The riskiest part of this roster is the bullpen, and I made that choice for two reasons. First, bullpens tend to be volatile. Second, if there’s any part of the farm system that could help the team in 2020, it’s the bullpen. Giving Michael Kopech managed long relief stints after a couple months in Charlotte could keep his innings under control the first year back from TJS. Tyler Johnson, Ian Hamilton, and Zack Burdi all have plausible cases to warrant significant major-league service this season, and even Dylan Covey could be stashed at Charlotte to see if keeping him to an inning or two will reduce the carnage wrought in 2019.

The roster also includes Carlos Rodón, on the chance that his 80-grade slider could serve the team down the stretch and also for next year. His salary is just about the overage from the established budget. Ain’t that worth it?
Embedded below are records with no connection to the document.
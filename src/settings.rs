use miette::{IntoDiagnostic, Result};
use serde::{Deserialize, Serialize};
use std::path::{Path, PathBuf};

use crate::access::matcher::RuleMatchMode;

#[derive(Debug, Clone, Serialize, Deserialize, Default)]
pub struct Settings {
    pub policy: Policy,
    pub rules: Rules,
    pub logging: Logging,
}

#[derive(Debug, Clone, Serialize, Deserialize)]
pub struct Policy {
    /// Directory holding the `.kdl` policy files. Default: policies
    pub dir: PathBuf,
}

#[derive(Debug, Clone, Serialize, Deserialize, Default)]
pub struct Rules {
    /// Whether a rule covers the subtree below its last pattern (`prefix`)
    /// or only the path it spells out (`exact`).
    #[serde(default)]
    pub match_mode: RuleMatchMode,
}

#[derive(Debug, Clone, Serialize, Deserialize)]
pub struct Logging {
    /// `EnvFilter` directives, used when RUST_LOG is not set
    pub filter: String,
}

impl Default for Policy {
    fn default() -> Self {
        Self {
            dir: PathBuf::from("policies"),
        }
    }
}

impl Default for Logging {
    fn default() -> Self {
        Self {
            filter: "info".to_string(),
        }
    }
}

impl Settings {
    pub fn load(path: &str) -> Result<Self> {
        let mut builder = config::Config::builder()
            .set_default(
                "policy.dir",
                Policy::default().dir.to_string_lossy().to_string(),
            )
            .into_diagnostic()?
            .set_default("rules.match_mode", "prefix")
            .into_diagnostic()?
            .set_default("logging.filter", Logging::default().filter)
            .into_diagnostic()?;

        // Optional file
        if Path::new(path).exists() {
            builder = builder.add_source(config::File::with_name(path));
        }

        // Environment overrides: CATALOG_ACCESS__RULES__MATCH_MODE=exact, etc.
        builder =
            builder.add_source(config::Environment::with_prefix("CATALOG_ACCESS").separator("__"));

        let cfg = builder.build().into_diagnostic()?;
        let mut s: Settings = cfg.try_deserialize().into_diagnostic()?;

        // Normalize policy dir to be relative to current dir
        if s.policy.dir.is_relative() {
            s.policy.dir = std::env::current_dir()
                .into_diagnostic()?
                .join(&s.policy.dir);
        }

        Ok(s)
    }
}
So constructed, the 2020 White Sox should win more games than they lose. That has not happened since 2012. This team has a realistic chance at making the postseason given the makeup of the AL Central. That has not happened since 2008. The same men who have presided over this sustained futility continue to make roster decisions. If that process was to change, either under the leadership of Rocky Wirtz, Kim Ng, and Kevin Goldstein, or due to the suggestions of some schmo who ripped off Bill Veeck’s best book for a pseudonym, those streaks will end this year.

This roster also sets up success for the future. $48 million comes off the books in 2021. Cutting all but $16 million of that will be easy. What of that $16 million? If Jerry Reinsdorf is still in charge of the team next year at this time, the hardest decision will be determining whether or not to offer 34-year-old José Abreu a contract as the catchers, Dominic Smith, and maybe Andrew Vaughn all vie for playing time at first base and designated hitter. Developing depth can bring unsentimental decisions, and we will know in twelve months if the White Sox have finally developed the depth for sustained success.

The Sox cut a slugging franchise icon right after improbably winning the 2005 World Series. I could live with history repeating itself in 2020.